Kurzleitfaden zum Aufbau eines Franchise-Systems und Fehler die vermieden werden sollten

Ein Franchise-System ist ein vertikal-kooperatives Vertriebssystem rechtlich selbständiger  Unternehmer auf Basis eines Dauerschuldverhältnisses. Dieses System agiert am Markt einheitlich unter der Marke und dem Namen des Franchise-Gebers. Das Leistungspaket des Franchise-Gebers umfasst die Bereitstellung des Betriebsführungssystems bzw. des Betriebsführungskonzepts und den kontinuierlichen Transfer von Betriebsführungs-Know-how; der Franchise-Nehmer entrichtet als Gegenleistung ein Entgelt und führt seinen Franchise-Nehmer  Betrieb im eigenen Namen und auf eigene Rechnung systemkonform.

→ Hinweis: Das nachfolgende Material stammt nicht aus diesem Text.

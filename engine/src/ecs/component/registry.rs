//! Registry of component types.
//!
//! This module provides [`Registry`], a thread-safe registry that hands out a dense numeric
//! [`Id`] for every component type it sees. Ids start at zero and grow by one per new type, which
//! keeps them small enough to be used directly as bit positions in a
//! [`ComponentTypeGroup`](super::ComponentTypeGroup).
//!
//! # Thread Safety
//!
//! The registry uses lock-free reads via `DashMap` and minimal locking for writes. Multiple
//! worlds can share the same registry (through an `Arc`) so their component ids agree.
//!
//! # Example
//!
//! ```rust,ignore
//! let registry = Registry::new();
//!
//! let pos_id = registry.register::<Position>();
//! assert_eq!(registry.register::<Position>(), pos_id);
//! assert_eq!(registry.info(pos_id).unwrap().short_name(), "Position");
//! ```

use std::{
    any::TypeId as StdTypeId,
    sync::{
        RwLock,
        atomic::{AtomicU32, Ordering},
    },
};

use dashmap::DashMap;

use crate::ecs::util::short_type_name;

/// A component identifier: a dense, zero-based index assigned by a [`Registry`].
#[derive(Debug, Default, Clone, Copy, PartialEq, Eq, PartialOrd, Ord, Hash)]
pub struct Id(u32);

impl Id {
    /// Construct a new component Id from a raw u32 value.
    #[inline]
    pub const fn new(id: u32) -> Self {
        Self(id)
    }

    /// Get the index of this ID for use in indexable storage (e.g., Vec, bitset).
    #[inline]
    pub fn index(&self) -> usize {
        self.0 as usize
    }
}

impl From<u32> for Id {
    #[inline]
    fn from(value: u32) -> Self {
        Self::new(value)
    }
}

impl From<usize> for Id {
    #[inline]
    fn from(value: usize) -> Self {
        Self::new(value as u32)
    }
}

/// Metadata about a registered component type.
#[derive(Debug, Clone)]
pub struct Info {
    /// The registered id.
    id: Id,

    /// The Rust TypeId for runtime type checking.
    type_id: StdTypeId,

    /// The full Rust type name.
    name: &'static str,

    /// The type name without its module path, used in dumps and configuration files.
    short_name: String,
}

impl Info {
    fn new<T: 'static>(id: Id) -> Self {
        let name = std::any::type_name::<T>();
        Self {
            id,
            type_id: StdTypeId::of::<T>(),
            name,
            short_name: short_type_name(name),
        }
    }

    /// Get the component id.
    #[inline]
    pub fn id(&self) -> Id {
        self.id
    }

    /// Get the Rust TypeId.
    #[inline]
    pub fn type_id(&self) -> StdTypeId {
        self.type_id
    }

    /// Get the full Rust type name.
    #[inline]
    pub fn name(&self) -> &'static str {
        self.name
    }

    /// Get the type name without its module path.
    #[inline]
    pub fn short_name(&self) -> &str {
        &self.short_name
    }
}

/// A thread-safe registry of component types.
pub struct Registry {
    /// Map from Rust TypeId to our Id. Lock-free reads via sharded concurrent hashmap.
    type_map: DashMap<StdTypeId, Id>,

    /// Registered type metadata, indexed by id. Protected by RwLock for rare writes.
    types: RwLock<Vec<Option<Info>>>,

    /// Next available type identifier.
    next_id: AtomicU32,
}

impl Default for Registry {
    fn default() -> Self {
        Self::new()
    }
}

impl std::fmt::Debug for Registry {
    fn fmt(&self, f: &mut std::fmt::Formatter<'_>) -> std::fmt::Result {
        f.debug_struct("Registry")
            .field("len", &self.len())
            .finish()
    }
}

impl Registry {
    /// Create a new, empty registry.
    #[inline]
    pub fn new() -> Self {
        Self {
            type_map: DashMap::new(),
            types: RwLock::new(Vec::new()),
            next_id: AtomicU32::new(0),
        }
    }

    /// Register a component type, returning its id.
    ///
    /// Registration is idempotent: a type that is already known returns its existing id.
    pub fn register<T: 'static>(&self) -> Id {
        let std_type_id = StdTypeId::of::<T>();

        // Fast path: already registered (lock-free read)
        if let Some(existing_id) = self.type_map.get(&std_type_id) {
            return *existing_id;
        }

        // Slow path: use the entry API so a racing registration resolves to one id
        match self.type_map.entry(std_type_id) {
            dashmap::Entry::Occupied(occupied) => *occupied.get(),
            dashmap::Entry::Vacant(vacant) => {
                let id_value = self.next_id.fetch_add(1, Ordering::Relaxed);
                let id = Id(id_value);

                let mut types = self.types.write().unwrap_or_else(|e| e.into_inner());
                let index = id_value as usize;
                if index >= types.len() {
                    types.resize(index + 1, None);
                }
                types[index] = Some(Info::new::<T>(id));
                vacant.insert(id);

                id
            }
        }
    }

    /// Get the id for a type, if registered.
    #[inline]
    pub fn get<T: 'static>(&self) -> Option<Id> {
        self.get_by_type_id(StdTypeId::of::<T>())
    }

    /// Get the id for a Rust `TypeId`, if registered.
    #[inline]
    pub fn get_by_type_id(&self, type_id: StdTypeId) -> Option<Id> {
        self.type_map.get(&type_id).map(|entry| *entry.value())
    }

    /// Get type info by id.
    #[inline]
    pub fn info(&self, id: Id) -> Option<Info> {
        let types = self.types.read().unwrap_or_else(|e| e.into_inner());
        types.get(id.index()).and_then(|opt| opt.clone())
    }

    /// Get the short (module-less) type name for an id, or a placeholder for unknown ids.
    pub fn short_name(&self, id: Id) -> String {
        self.info(id)
            .map(|info| info.short_name)
            .unwrap_or_else(|| format!("#{}", id.index()))
    }

    /// Get the number of registered types.
    #[inline]
    pub fn len(&self) -> usize {
        self.next_id.load(Ordering::Relaxed) as usize
    }

    /// Check if the registry is empty.
    #[inline]
    pub fn is_empty(&self) -> bool {
        self.len() == 0
    }
}
//! Routing: rotation counters, the office-hours calendar, capacity and
//! admission math, and agent selection

pub mod capacity;
pub mod hours;
pub mod round_robin;
pub mod selector;

pub use capacity::CapacityCalculator;
pub use hours::BusinessHours;
pub use round_robin::RoundRobinCoordinator;
pub use selector::{AgentSelector, AssignmentPlan};
//! Chat sessions: types and the in-memory store with its two FIFO queues

pub mod store;
pub mod types;

pub use store::SessionStore;
pub use types::{ChatSession, SessionId, SessionStatus};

Verpflichtungen und Leistungen eines Franchise-Gebers gegenüber einem Franchise-Nehmer

Bevor wir auf den Aufbau eines Franchise-Systems eingehen, hier die Verpflichtungen, die ein Franchise-Geber, als Leistung gegenüber einem Franchise-Nehmer, erbringen muss:

  • Unterhaltung einer Zentrale für die Franchise-Nehmer
  • Unterstützung bei der Standortsuche/Objektauswahl, Aus-/Umbau und Eröffnung
  • Zurverfügungstellung des Franchise-Konzeptes
  • Dokumentation des Know-hows in Form von Handbüchern
  • Unterstützungsleistung bzgl. Organisation, Personal und Marketing
  • Die Registrierung und Eintragung der Wort-, Bild- und Markenerstellung für den Logo-Entwurf
  • Markenanmeldung, entweder als EU-Marke oder als Deutsche Marke mit entsprechenden Kategorien die Franchising erlauben
  • Weiterentwicklung der Marketing-Konzeption
  • Anleitung und Beratung bzgl. Kundenbetreuung und -gewinnung
  • Durchführung von Betriebsvergleichen Einführungsschulung und Training des Franchise-Partners
  • Bereitstellung von Lieferantenverbindungen
  • Beratung bei der Auswahl von Mitarbeitern
  • Laufende Weiterentwicklung des Know-hows
  • ERFA-Tagungen und hierbei laufende Informationen über die Unternehmens- und Systementwicklung, den Wettbewerb und sonstige Marktentwicklungen
  • Zurverfügungstellung einer Internetplattform (Internet, Intranet)
  • Betreuung in Fragen des selbständigen Unternehmertums bzgl.:
    • kaufmännische Fragen
    • Versicherungsfragen
    • Leasing-Verträge
    • Kostenstrukturen
    • Finanzierungsprobleme
    • Investitionen
  • Erstellung eines Franchise-Vertrages: Bezüglich des Franchisevertrages empfehlen wir dem Franchise-Geber, diesen von einem auf Franchising spezialisierten Rechtsanwalt erstellen zu lassen. Arbeiten Sie ausschließlich mit führenden Anwaltskanzleien in Deutschland im Bereich Franchising zusammen und bedenke Sie, dass die Verträge nicht nur alle vertretbaren rechtlichen Regelungen beinhalten sollten, sondern auch verkaufbar gestaltet sein müssen.
  • Ziel sollte es sein, ein Mitglied im DFV e.V. (Deutscher Franchiseverband) zu werden

Nachdem Sie als Franchise-Geber nun aufgrund Ihrer Erfahrungen einen Pilotbetrieb über 6 bis 12 Monate  erfolgreich geführt haben und nachweisen können, dass das Geschäftsmodell  erfolgreich am Markt aufgebaut wurde, sollten sie die „Entwicklungsmaschine“ in Gang setzen.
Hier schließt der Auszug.